_WHAT IS NEEDED_: From the entries below, copy out every line with "clear" in it.

_Collected data entries_:

────────────────────────────────────────

//! The pending-event list: a time-ordered multiset of scheduled events.
//!
//! Events are ordered by `(time asc, priority desc, insertion seq asc)`.
//! The backing store is a balanced ordered tree (`BTreeMap`), giving
//! O(log n) insert, pop-first, and cancel-by-handle — a plain binary
//! heap cannot cancel in O(log n). Duplicate `(time, priority)` keys are
//! allowed; the internal sequence counter disambiguates them and makes
//! ties FIFO.

use std::cmp::Reverse;
use std::collections::BTreeMap;

use crate::event::{EventHandle, SimEvent};
use crate::time::SimTime;

/// Full ordering key of a scheduled event.
///
/// Derived `Ord` compares fields in declaration order: time ascending,
/// then priority descending (via `Reverse`), then sequence ascending.
#[derive(Clone, Copy, Debug, PartialEq, Eq, PartialOrd, Ord)]
struct EventKey<T: SimTime> {
    time: T,
    priority: Reverse<i16>,
    seq: u64,
}

impl<T: SimTime> EventKey<T> {
    fn new(time: T, priority: i16, seq: u64) -> Self {
        Self {
            time,
            priority: Reverse(priority),
            seq,
        }
    }
}

/// The future event list.
///
/// The sequence counter is internal and monotone over the lifetime of
/// the list; it survives [`clear`](EventList::clear) so handles from
/// before a clear can never alias events inserted after it.
#[derive(Debug)]
pub struct EventList<T: SimTime> {
    entries: BTreeMap<EventKey<T>, SimEvent<T>>,
    next_seq: u64,
}

impl<T: SimTime> EventList<T> {
    /// Create an empty event list.
    pub fn new() -> Self {
        Self {
            entries: BTreeMap::new(),
            next_seq: 0,
        }
    }

    /// Insert a pending event, assigning its insertion sequence.
    ///
    /// Returns the handle used for cancellation and state queries.
    pub fn insert(&mut self, mut event: SimEvent<T>) -> EventHandle<T> {
        let seq = self.next_seq;
        self.next_seq += 1;
        event.set_seq(seq);

        let handle = EventHandle::new(event.time(), event.priority(), seq, event.state_cell());
        self.entries
            .insert(EventKey::new(event.time(), event.priority(), seq), event);
        handle
    }

    /// Remove and return the earliest event.
    pub fn pop_first(&mut self) -> Option<SimEvent<T>> {
        self.entries.pop_first().map(|(_, event)| event)
    }

    /// The earliest event, without removing it.
    pub fn first(&self) -> Option<&SimEvent<T>> {
        self.entries.first_key_value().map(|(_, event)| event)
    }

    /// Cancel the event behind `handle`.
    ///
    /// Returns true iff the event was still pending in this list; the
    /// event transitions to cancelled and ceases to exist. Removing an
    /// already-executed or already-cancelled event returns false without
    /// error.
    pub fn remove(&mut self, handle: &EventHandle<T>) -> bool {
        let key = EventKey::new(handle.time(), handle.priority(), handle.seq());
        match self.entries.remove(&key) {
            Some(event) => {
                event.mark_cancelled();
                true
            }
            None => false,
        }
    }

    /// Drop all pending events. None are marked executed; handles report
    /// them cancelled.
    pub fn clear(&mut self) {
        for (_, event) in std::mem::take(&mut self.entries) {
            event.mark_cancelled();
        }
    }

    /// True when no events are pending.
    pub fn is_empty(&self) -> bool {
        self.entries.is_empty()
    }

    /// Number of pending events.
    pub fn len(&self) -> usize {
        self.entries.len()
    }
}

impl<T: SimTime> Default for EventList<T> {
    fn default() -> Self {
        Self::new()
    }
}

────────────────────────────────────────

_WORKED SOLUTION_:
/// the list; it survives [`clear`](EventList::clear) so handles from
/// before a clear can never alias events inserted after it.
    pub fn clear(&mut self) {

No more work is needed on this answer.